TASK OBJECTIVE:
Find the word "tokio" below. Copy each line that has it.

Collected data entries
□ □ □ □

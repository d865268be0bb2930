//! # Server Assembly
//!
//! Builds the core (registry, health monitor, metrics, router) from the
//! validated configuration, registers the configured providers, and serves
//! the public API and the Prometheus listener until shutdown.

use crate::config::GatewayConfig;
use crate::handlers;
use crate::state::AppState;
use anyhow::Context;
use axum::routing::{get, post};
use axum::Router;
use std::future::IntoFuture;
use llm_gateway_core::health::HealthMonitor;
use llm_gateway_core::metrics::MetricsCollector;
use llm_gateway_core::providers::create_provider;
use llm_gateway_core::registry::ProviderRegistry;
use llm_gateway_core::router::SmartRouter;
use std::sync::Arc;
use tower_http::cors::CorsLayer;
use tower_http::trace::TraceLayer;

/// Build the public API router.
pub fn build_app(state: AppState) -> Router {
    Router::new()
        .route("/v1/chat/completions", post(handlers::chat_completions))
        .route("/v1/chat/stream", post(handlers::chat_stream))
        .route("/v1/models", get(handlers::list_models))
        .route("/health", get(handlers::health))
        .route("/health/detailed", get(handlers::health_detailed))
        .route("/admin/providers", get(handlers::admin_providers))
        .route("/admin/metrics/reset", post(handlers::admin_reset_metrics))
        .layer(TraceLayer::new_for_http())
        .layer(CorsLayer::permissive())
        .with_state(state)
}

/// Build the metrics router served from the dedicated port.
pub fn build_metrics_app(state: AppState) -> Router {
    Router::new()
        .route("/metrics", get(handlers::prometheus_metrics))
        .with_state(state)
}

/// Construct the core from configuration and register every enabled
/// provider.
pub fn build_state(config: &GatewayConfig) -> anyhow::Result<AppState> {
    let registry = Arc::new(ProviderRegistry::new());
    let health = Arc::new(
        HealthMonitor::new(registry.clone(), config.health_config())
            .map_err(anyhow::Error::msg)?,
    );
    let metrics = Arc::new(MetricsCollector::new());
    let router = Arc::new(
        SmartRouter::new(
            registry.clone(),
            health.clone(),
            metrics.clone(),
            config.router_config()?,
            config.breaker_config(),
            config.retry_policy(),
        )
        .map_err(anyhow::Error::msg)?,
    );

    for entry in config.providers.iter().filter(|p| p.enabled) {
        let provider_config = entry.resolve()?;
        let provider = create_provider(provider_config)
            .with_context(|| format!("failed to construct provider {}", entry.name))?;
        router
            .add_provider(provider)
            .with_context(|| format!("failed to register provider {}", entry.name))?;
    }

    Ok(AppState { router, registry, health, metrics })
}

/// Run the gateway until ctrl-c.
pub async fn run(config: GatewayConfig) -> anyhow::Result<()> {
    let state = build_state(&config)?;

    if config.health.enabled {
        state.health.start().map_err(anyhow::Error::msg)?;
    }

    let api_addr = format!("{}:{}", config.server.host, config.server.port);
    let api_listener = tokio::net::TcpListener::bind(&api_addr)
        .await
        .with_context(|| format!("failed to bind {api_addr}"))?;
    tracing::info!(addr = %api_addr, "gateway listening");

    let shutdown = async {
        let _ = tokio::signal::ctrl_c().await;
        tracing::info!("shutdown signal received");
    };

    if config.metrics.enabled {
        let metrics_addr = format!("{}:{}", config.server.host, config.server.metrics_port);
        let metrics_listener = tokio::net::TcpListener::bind(&metrics_addr)
            .await
            .with_context(|| format!("failed to bind {metrics_addr}"))?;
        tracing::info!(addr = %metrics_addr, "metrics listening");

        let metrics_app = build_metrics_app(state.clone());
        let api_app = build_app(state.clone());
        let metrics_server = axum::serve(metrics_listener, metrics_app).into_future();
        let api_server = axum::serve(api_listener, api_app)
            .with_graceful_shutdown(shutdown)
            .into_future();

        tokio::select! {
            result = api_server => result.context("api server failed")?,
            result = metrics_server => result.context("metrics server failed")?,
        }
    } else {
        let api_app = build_app(state.clone());
        axum::serve(api_listener, api_app)
            .with_graceful_shutdown(shutdown)
            .await
            .context("api server failed")?;
    }

    state.health.stop().await;
    Ok(())
}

□ □ □ □

RESULT:
    let api_listener = tokio::net::TcpListener::bind(&api_addr)
        let _ = tokio::signal::ctrl_c().await;
        let metrics_listener = tokio::net::TcpListener::bind(&metrics_addr)
        tokio::select! {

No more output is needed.